# MATERIAL FOR THIS TASK:
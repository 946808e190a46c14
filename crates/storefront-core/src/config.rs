//! Session configuration.
//!
//! Every field has a default, so a partial JSON document (or none at all)
//! produces a playable session.

use serde::{Deserialize, Serialize};
use storefront_logic::constants::{
    CALENDAR_STEP_MAX, CALENDAR_STEP_MIN, DEFAULT_CALENDAR_HORIZON,
    DEFAULT_QUESTS_PER_TIER_UNLOCK, DEFAULT_RENT_DAY_INTERVAL, DEFAULT_SLOT_COUNT,
};
use storefront_logic::selection::{CalendarRules, TierWeights};
use storefront_logic::upgrades::{UpgradeSpec, UpgradeTrack};

#[derive(Debug, Clone, PartialEq, Serialize, Deserialize)]
#[serde(default)]
pub struct EngineConfig {
    pub slot_count: usize,
    pub rent_day_interval: u32,
    pub calendar_horizon: u32,
    pub calendar_step_min: u32,
    pub calendar_step_max: u32,
    pub tier_weights: TierWeights,
    /// Collected quests per tier unlock. 0 disables unlocking.
    pub quests_per_tier_unlock: u32,
    pub starting_balance: i64,
    pub starting_day: u32,
    pub seed: u64,
    pub upgrades: Vec<UpgradeSpec>,
}

impl Default for EngineConfig {
    fn default() -> Self {
        Self {
            slot_count: DEFAULT_SLOT_COUNT,
            rent_day_interval: DEFAULT_RENT_DAY_INTERVAL,
            calendar_horizon: DEFAULT_CALENDAR_HORIZON,
            calendar_step_min: CALENDAR_STEP_MIN,
            calendar_step_max: CALENDAR_STEP_MAX,
            tier_weights: TierWeights::default(),
            quests_per_tier_unlock: DEFAULT_QUESTS_PER_TIER_UNLOCK,
            starting_balance: 500,
            starting_day: 1,
            seed: 42,
            upgrades: UpgradeTrack::ALL
                .iter()
                .map(|t| UpgradeSpec::default_for(*t))
                .collect(),
        }
    }
}

impl EngineConfig {
    pub fn from_json(json: &str) -> Result<Self, serde_json::Error> {
        serde_json::from_str(json)
    }

    /// Tuning for a track; tracks missing from `upgrades` use the defaults.
    pub fn upgrade_spec(&self, track: UpgradeTrack) -> UpgradeSpec {
        self.upgrades
            .iter()
            .find(|s| s.track == track)
            .cloned()
            .unwrap_or_else(|| UpgradeSpec::default_for(track))
    }

    pub fn calendar_rules(&self) -> CalendarRules {
        CalendarRules {
            rent_interval: self.rent_day_interval,
            horizon: self.starting_day.saturating_add(self.calendar_horizon),
            step_min: self.calendar_step_min,
            step_max: self.calendar_step_max,
            start_day: self.starting_day,
        }
    }
}
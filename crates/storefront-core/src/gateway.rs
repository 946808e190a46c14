//! Request gateway - the single inbound queue in front of the store.
//!
//! Any participant may submit intents, and gameplay systems publish quest
//! progress signals here too, so both are applied in one receipt order.
//! The gateway does not validate; the store re-checks everything when the
//! request is applied.

use std::collections::{BTreeSet, VecDeque};

use serde::{Deserialize, Serialize};
use storefront_logic::quests::QuestSignal;
use storefront_logic::upgrades::UpgradeTrack;

/// Stable per-participant identifier supplied by the session layer.
#[derive(Debug, Clone, Copy, PartialEq, Eq, Hash, PartialOrd, Ord, Serialize, Deserialize)]
pub struct ParticipantId(pub u64);

#[derive(Debug, Clone, PartialEq, Eq, Serialize, Deserialize)]
pub enum Intent {
    AcceptQuest(usize),
    ClaimReward(usize),
    PurchaseUpgrade(UpgradeTrack),
    /// Force a catalog event for the rest of the day, or clear it.
    SetEventIndex(Option<usize>),
}

#[derive(Debug, Clone, PartialEq, Eq, Serialize, Deserialize)]
pub struct Request {
    pub from: ParticipantId,
    pub intent: Intent,
}

#[derive(Debug, Clone, PartialEq, Eq)]
pub enum Inbound {
    Request(Request),
    Signal(QuestSignal),
}

#[derive(Debug, Clone, Default)]
pub struct RequestGateway {
    participants: BTreeSet<ParticipantId>,
    queue: VecDeque<Inbound>,
    received: u64,
}

impl RequestGateway {
    pub fn new() -> Self {
        Self::default()
    }

    /// Returns false if the participant was already registered.
    pub fn register(&mut self, participant: ParticipantId) -> bool {
        self.participants.insert(participant)
    }

    pub fn unregister(&mut self, participant: ParticipantId) -> bool {
        self.participants.remove(&participant)
    }

    pub fn is_registered(&self, participant: ParticipantId) -> bool {
        self.participants.contains(&participant)
    }

    pub fn participants(&self) -> impl Iterator<Item = ParticipantId> + '_ {
        self.participants.iter().copied()
    }

    /// Queue an intent. Returns its receipt number.
    pub fn submit(&mut self, from: ParticipantId, intent: Intent) -> u64 {
        self.push(Inbound::Request(Request { from, intent }))
    }

    /// Queue a progress signal. Returns its receipt number.
    pub fn signal(&mut self, signal: QuestSignal) -> u64 {
        self.push(Inbound::Signal(signal))
    }

    /// Take everything queued, first received first.
    pub fn drain(&mut self) -> Vec<Inbound> {
        self.queue.drain(..).collect()
    }

    pub fn len(&self) -> usize {
        self.queue.len()
    }

    pub fn is_empty(&self) -> bool {
        self.queue.is_empty()
    }

    pub fn received(&self) -> u64 {
        self.received
    }

    fn push(&mut self, inbound: Inbound) -> u64 {
        self.received += 1;
        self.queue.push_back(inbound);
        self.received
    }
}

#[cfg(test)]
mod tests {
    use super::*;

    #[test]
    fn drain_preserves_receipt_order() {
        let mut gw = RequestGateway::new();
        let a = ParticipantId(1);
        let b = ParticipantId(2);
        gw.submit(a, Intent::AcceptQuest(0));
        gw.signal(QuestSignal::CustomerServed);
        gw.submit(b, Intent::ClaimReward(0));
        assert_eq!(gw.received(), 3);

        let drained = gw.drain();
        assert_eq!(drained.len(), 3);
        assert!(matches!(&drained[0], Inbound::Request(r) if r.from == a));
        assert!(matches!(&drained[1], Inbound::Signal(QuestSignal::CustomerServed)));
        assert!(matches!(&drained[2], Inbound::Request(r) if r.intent == Intent::ClaimReward(0)));
        assert!(gw.is_empty());
    }

    #[test]
    fn registration_round_trip() {
        let mut gw = RequestGateway::new();
        assert!(gw.register(ParticipantId(5)));
        assert!(!gw.register(ParticipantId(5)));
        assert!(gw.is_registered(ParticipantId(5)));
        assert!(gw.unregister(ParticipantId(5)));
        assert!(!gw.is_registered(ParticipantId(5)));
    }
}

# WORK REQUEST:
Scan the entries above for the string "everything" and copy each line that contains it.

# TASK SOLUTION:
//! The gateway does not validate; the store re-checks everything when the
    /// Take everything queued, first received first.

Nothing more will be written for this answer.